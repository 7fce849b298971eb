//! Derivation and addressing benchmarks

use criterion::{black_box, criterion_group, criterion_main, Criterion};
use kilt_did_core::crypto::{ss58, DerivationPath, KeyDerivationService, NetworkPrefix};
use kilt_did_core::identity::derive_authentication_did;

const DEV_PHRASE: &str = "bottom drive obey lake curtain smoke basket hold race lonely fit walk";

fn bench_ss58_encode(c: &mut Criterion) {
    let public_key = [0x42u8; 32];

    c.bench_function("ss58_encode_kilt", |b| {
        b.iter(|| {
            let _ = ss58::encode(black_box(&public_key), NetworkPrefix::KILT);
        });
    });

    c.bench_function("ss58_encode_two_byte_prefix", |b| {
        let prefix = NetworkPrefix::new(2007).unwrap();
        b.iter(|| {
            let _ = ss58::encode(black_box(&public_key), prefix);
        });
    });
}

fn bench_ss58_decode(c: &mut Criterion) {
    let address = ss58::encode(&[0x42u8; 32], NetworkPrefix::KILT).unwrap();

    c.bench_function("ss58_decode", |b| {
        b.iter(|| {
            let _ = ss58::decode(black_box(&address));
        });
    });
}

fn bench_path_parse(c: &mut Criterion) {
    c.bench_function("path_parse", |b| {
        b.iter(|| {
            let _ = DerivationPath::parse(black_box("//did//assertion//0/soft"));
        });
    });
}

fn bench_did_derivation(c: &mut Criterion) {
    let service: KeyDerivationService = KeyDerivationService::default();

    c.bench_function("did_derive_authentication", |b| {
        b.iter(|| {
            let _ = derive_authentication_did(&service, black_box(DEV_PHRASE), None);
        });
    });
}

criterion_group!(
    benches,
    bench_ss58_encode,
    bench_ss58_decode,
    bench_path_parse,
    bench_did_derivation,
);

criterion_main!(benches);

EXERCISE DESCRIPTION - Give back every entry exactly.

COMPLETED EXERCISE -
repository 7fce849b298971eb
//! Derivation and addressing benchmarks

use criterion::{black_box, criterion_group, criterion_main, Criterion};
use kilt_did_core::crypto::{ss58, DerivationPath, KeyDerivationService, NetworkPrefix};
use kilt_did_core::identity::derive_authentication_did;

const DEV_PHRASE: &str = "bottom drive obey lake curtain smoke basket hold race lonely fit walk";

fn bench_ss58_encode(c: &mut Criterion) {
    let public_key = [0x42u8; 32];

    c.bench_function("ss58_encode_kilt", |b| {
        b.iter(|| {
            let _ = ss58::encode(black_box(&public_key), NetworkPrefix::KILT);
        });
    });

    c.bench_function("ss58_encode_two_byte_prefix", |b| {
        let prefix = NetworkPrefix::new(2007).unwrap();
        b.iter(|| {
            let _ = ss58::encode(black_box(&public_key), prefix);
        });
    });
}

fn bench_ss58_decode(c: &mut Criterion) {
    let address = ss58::encode(&[0x42u8; 32], NetworkPrefix::KILT).unwrap();

    c.bench_function("ss58_decode", |b| {
        b.iter(|| {
            let _ = ss58::decode(black_box(&address));
        });
    });
}

fn bench_path_parse(c: &mut Criterion) {
    c.bench_function("path_parse", |b| {
        b.iter(|| {
            let _ = DerivationPath::parse(black_box("//did//assertion//0/soft"));
        });
    });
}

fn bench_did_derivation(c: &mut Criterion) {
    let service: KeyDerivationService = KeyDerivationService::default();

    c.bench_function("did_derive_authentication", |b| {
        b.iter(|| {
            let _ = derive_authentication_did(&service, black_box(DEV_PHRASE), None);
        });
    });
}

criterion_group!(
    benches,
    bench_ss58_encode,
    bench_ss58_decode,
    bench_path_parse,
    bench_did_derivation,
);

criterion_main!(benches);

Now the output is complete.